Le premier texte porte déjà, dans son titre, une profonde émotion. Dédié à sa mère disparue, Ananda Devi évoque avec beaucoup de délicatesse le lien maternel, mais aussi les ruptures inévitables qui jalonnent une vie. Toute existence commence par une perte – celle des eaux – et, dès lors, les séparations se succèdent sans jamais vraiment cesser. Six décennies est un texte plus intime encore, centré sur les soixante ans de l’autrice. Elle y raconte les transformations du corps et invite à le considérer comme un livre sur lequel le temps et la vie inscrivent leur histoire. Ces deux textes sont magnifiques, très poétiques, et abordent des thèmes universels qui toucheront particulièrement de nombreuses femmes.
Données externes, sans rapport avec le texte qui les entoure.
//! Raw attribute maps as supplied by callers.
//!
//! Values are JSON: numbers, booleans (read as 0/1) or categorical strings.
//! A string is never read as a number, even when it looks like one.

use serde_json::{Map, Value};

/// Caller-supplied field name to value map. Ephemeral, never persisted.
pub type RawAttributes = Map<String, Value>;

/// Numeric reading of a value: numbers as-is, booleans as 0/1.
#[inline]
pub fn numeric_value(value: &Value) -> Option<f64> {
    match value {
        Value::Number(n) => n.as_f64(),
        Value::Bool(b) => Some(if *b { 1.0 } else { 0.0 }),
        _ => None,
    }
}

/// Categorical reading of a value. Only strings qualify.
#[inline]
pub fn categorical_value(value: &Value) -> Option<&str> {
    value.as_str()
}

/// Numeric field lookup with a fallback for absent or non-numeric values.
pub fn numeric_or(raw: &RawAttributes, field: &str, default: f64) -> f64 {
    raw.get(field).and_then(numeric_value).unwrap_or(default)
}

#[cfg(test)]
mod tests {
    use super::*;
    use serde_json::json;

    #[test]
    fn test_numeric_value() {
        assert_eq!(numeric_value(&json!(3)), Some(3.0));
        assert_eq!(numeric_value(&json!(0.85)), Some(0.85));
        assert_eq!(numeric_value(&json!(true)), Some(1.0));
        assert_eq!(numeric_value(&json!(false)), Some(0.0));
        assert_eq!(numeric_value(&json!("3")), None);
        assert_eq!(numeric_value(&json!("true")), None);
        assert_eq!(numeric_value(&Value::Null), None);
    }

    #[test]
    fn test_numeric_or_fallback() {
        let raw = json!({"people_involved": 4, "injuries_reported": "two"});
        let raw = raw.as_object().unwrap();
        assert_eq!(numeric_or(raw, "people_involved", 1.0), 4.0);
        assert_eq!(numeric_or(raw, "injuries_reported", 0.0), 0.0);
        assert_eq!(numeric_or(raw, "near_sensitive_location", 0.0), 0.0);
    }
}
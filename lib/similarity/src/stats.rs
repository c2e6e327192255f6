//! Dataset statistics over the loaded corpus.

use incidentx_core::{categorical_value, numeric_value, RawAttributes};
use incidentx_schema::{FieldKind, FieldSpec};
use serde::Serialize;
use std::collections::BTreeMap;

#[derive(Debug, Clone, PartialEq, Serialize)]
pub struct NumericSummary {
    pub mean: f64,
    /// Sample standard deviation (n - 1); absent below two values
    pub std: Option<f64>,
    pub min: f64,
    pub max: f64,
}

#[derive(Debug, Clone, PartialEq, Serialize)]
pub struct DatasetStats {
    pub total_incidents: usize,
    /// Per categorical field, count per observed category
    pub categories: BTreeMap<String, BTreeMap<String, usize>>,
    pub numeric: BTreeMap<String, NumericSummary>,
}

impl DatasetStats {
    pub fn compute(fields: &[FieldSpec], rows: &[RawAttributes]) -> Self {
        let mut categories = BTreeMap::new();
        let mut numeric = BTreeMap::new();

        for field in fields {
            match &field.kind {
                FieldKind::Categorical { .. } => {
                    let mut counts: BTreeMap<String, usize> = BTreeMap::new();
                    for value in rows.iter().filter_map(|r| r.get(&field.name).and_then(categorical_value)) {
                        *counts.entry(value.to_string()).or_default() += 1;
                    }
                    categories.insert(field.name.clone(), counts);
                }
                FieldKind::Numeric { .. } => {
                    let values: Vec<f64> = rows
                        .iter()
                        .filter_map(|r| r.get(&field.name).and_then(numeric_value))
                        .collect();
                    if let Some(summary) = summarize(&values) {
                        numeric.insert(field.name.clone(), summary);
                    }
                }
            }
        }

        Self {
            total_incidents: rows.len(),
            categories,
            numeric,
        }
    }
}

fn summarize(values: &[f64]) -> Option<NumericSummary> {
    if values.is_empty() {
        return None;
    }
    let n = values.len() as f64;
    let mean = values.iter().sum::<f64>() / n;
    let std = (values.len() > 1).then(|| {
        let ss: f64 = values.iter().map(|v| (v - mean).powi(2)).sum();
        (ss / (n - 1.0)).sqrt()
    });
    let min = values.iter().copied().fold(f64::INFINITY, f64::min);
    let max = values.iter().copied().fold(f64::NEG_INFINITY, f64::max);
    Some(NumericSummary { mean, std, min, max })
}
J’ai été assez émue par cette écriture
“Il me dit que mon amour n’est que le fruit de la biologie : tous les animaux le ressentent.
Il me dit que j’ai aimé mes enfants comme une petite fille aime jouer à la poupée.
Il me dit que l’écriture était ma fuite et mon absence.
Je me dis que tout cela est vrai. Que tout cela est faux. Qu’il est possible d’être à la fois aimante et absente. Mère protectrice et fille apeurée.”